For those of you that care about the politics in this industry, then you can support the company that makes you feel good...I support what makes my games play smoothly, look pretty and is easy on the wallet, to some that may seem wrong, but for me that's just how it is.


----------



## btarunr (May 22, 2008)

While some believe a single HD4870 will be about 20~25% faster than 9800 GX2 suggest pre-release benches, others believe it's not going to be more than 25% faster than a 9800 GTX.

I'm not expecting much out of the HD4870.


----------



## XooM (May 22, 2008)

EastCoasthandle said:


> Well think of it as this:
> You have water cooling setup and want to decide on the size of the tubing.  You can go 3/4" inner diameter tubing but you run the risk of a slower flow rate do to the size of the pump's barb only being 1/2" and it's power output (more/less).  Or you can get a tube with an inner diameter 7/16" (which is slightly smaller then 1/2") which should maximize your flow rate.


This doesn't make sense.

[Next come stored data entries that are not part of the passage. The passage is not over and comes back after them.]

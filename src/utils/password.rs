use argon2::{
    password_hash::{rand_core::OsRng, PasswordHash, PasswordHasher, PasswordVerifier, SaltString},
    Argon2,
};

use crate::error::ErrorMessage;

const MAX_PASSWORD_LENGTH: usize = 64;

pub fn hash(password: impl Into<String>) -> Result<String, ErrorMessage> {
    let password = password.into();

    if password.is_empty() {
        return Err(ErrorMessage::WrongCredentials);
    }

    if password.len() > MAX_PASSWORD_LENGTH {
        return Err(ErrorMessage::HashingError);
    }

    let salt = SaltString::generate(&mut OsRng);
    let hashed_password = Argon2::default()
        .hash_password(password.as_bytes(), &salt)
        .map_err(|_| ErrorMessage::HashingError)?
        .to_string();

    Ok(hashed_password)
}

pub fn compare(password: &str, hashed_password: &str) -> Result<bool, ErrorMessage> {
    if password.is_empty() || password.len() > MAX_PASSWORD_LENGTH {
        return Err(ErrorMessage::WrongCredentials);
    }

    let parsed_hash =
        PasswordHash::new(hashed_password).map_err(|_| ErrorMessage::InvalidHashFormat)?;

    let password_matched = Argon2::default()
        .verify_password(password.as_bytes(), &parsed_hash)
        .map_or(false, |_| true);

    Ok(password_matched)
}

#[cfg(test)]
mod tests {
    use super::*;

    #[test]
    fn test_hash_and_compare() {
        let hashed = hash("secret-password").unwrap();
        assert!(compare("secret-password", &hashed).unwrap());
        assert!(!compare("wrong-password", &hashed).unwrap());
    }

    #[test]
    fn test_empty_password_rejected() {
        assert_eq!(hash("").unwrap_err(), ErrorMessage::WrongCredentials);
    }

    #[test]
    fn test_overlong_password_rejected() {
        let long = "a".repeat(MAX_PASSWORD_LENGTH + 1);
        assert_eq!(hash(long).unwrap_err(), ErrorMessage::HashingError);
    }
}
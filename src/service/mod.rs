pub mod commission_service;
pub mod error;
pub mod notification_service;
pub mod payment_service;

Water velocity through tubing is completely meaningless. Water volume through tubing is what really matters, and 3/4" has lower laminar resistance than 7/16". However, the difference in volumetric throughput between the two is minimal enough that 7/16" is preferred due to simplicity in tubing runs.


----------



## EastCoasthandle (May 22, 2008)

XooM said:


> This doesn't make sense. Water velocity through tubing is completely meaningless. Water volume through tubing is what really matters, and 3/4" has lower laminar resistance than 7/16". However, the difference in volumetric throughput between the two is minimal enough that 7/16" is preferred due to simplicity in tubing runs.


This is completely and utterly ridiculous.  
#1 Work on how you reply to people.
#2 I suggest you check your folks water hose in the yard.  Just turn the facet on a little bit and use the nozzle on the end to release the water.  The water volume at the facet won't be the same at the nozzle  
#3 If you want to continue this PM me, no need to derail the thread!


----------



## erocker (May 22, 2008)

Lol, I am seriously laughing that I go to the end of this thread and find a discussion on tubing for water cooling!  This thread has indeed gone way off topic!  Let's try to at least keep it in the realm of video cards.


----------



## jbunch07 (May 22, 2008)

erocker said:


> Lol, I am seriously laughing that I go to the end of this thread and find a discussion on tubing for water cooling!  This thread has indeed gone way off topic!  Let's try to at least keep it in the realm of video cards.



haha i was just wondering the same thing...

back on topic:
lets hope the price of gddr5 doesn't hurt Ati to much...
they need to be putting some money into marketing, ATi's marking is close to non existent  at the moment.


----------



## imperialreign (May 22, 2008)

wolf2009 said:


> ya never . thats an interesting point u make . ati has always taken the initiative with technology.
> 
> another interesting point u make is that games on ati hardware catch up with nvidia after few months , u have any link to a benchmark ? i'm interested in seeing this.




I'll try and dig up the review I read a while back, if I can find it again - it's kinda hard to find legit reviews like that seeing as how not many sites run back through testing when new driver releases are put out . . .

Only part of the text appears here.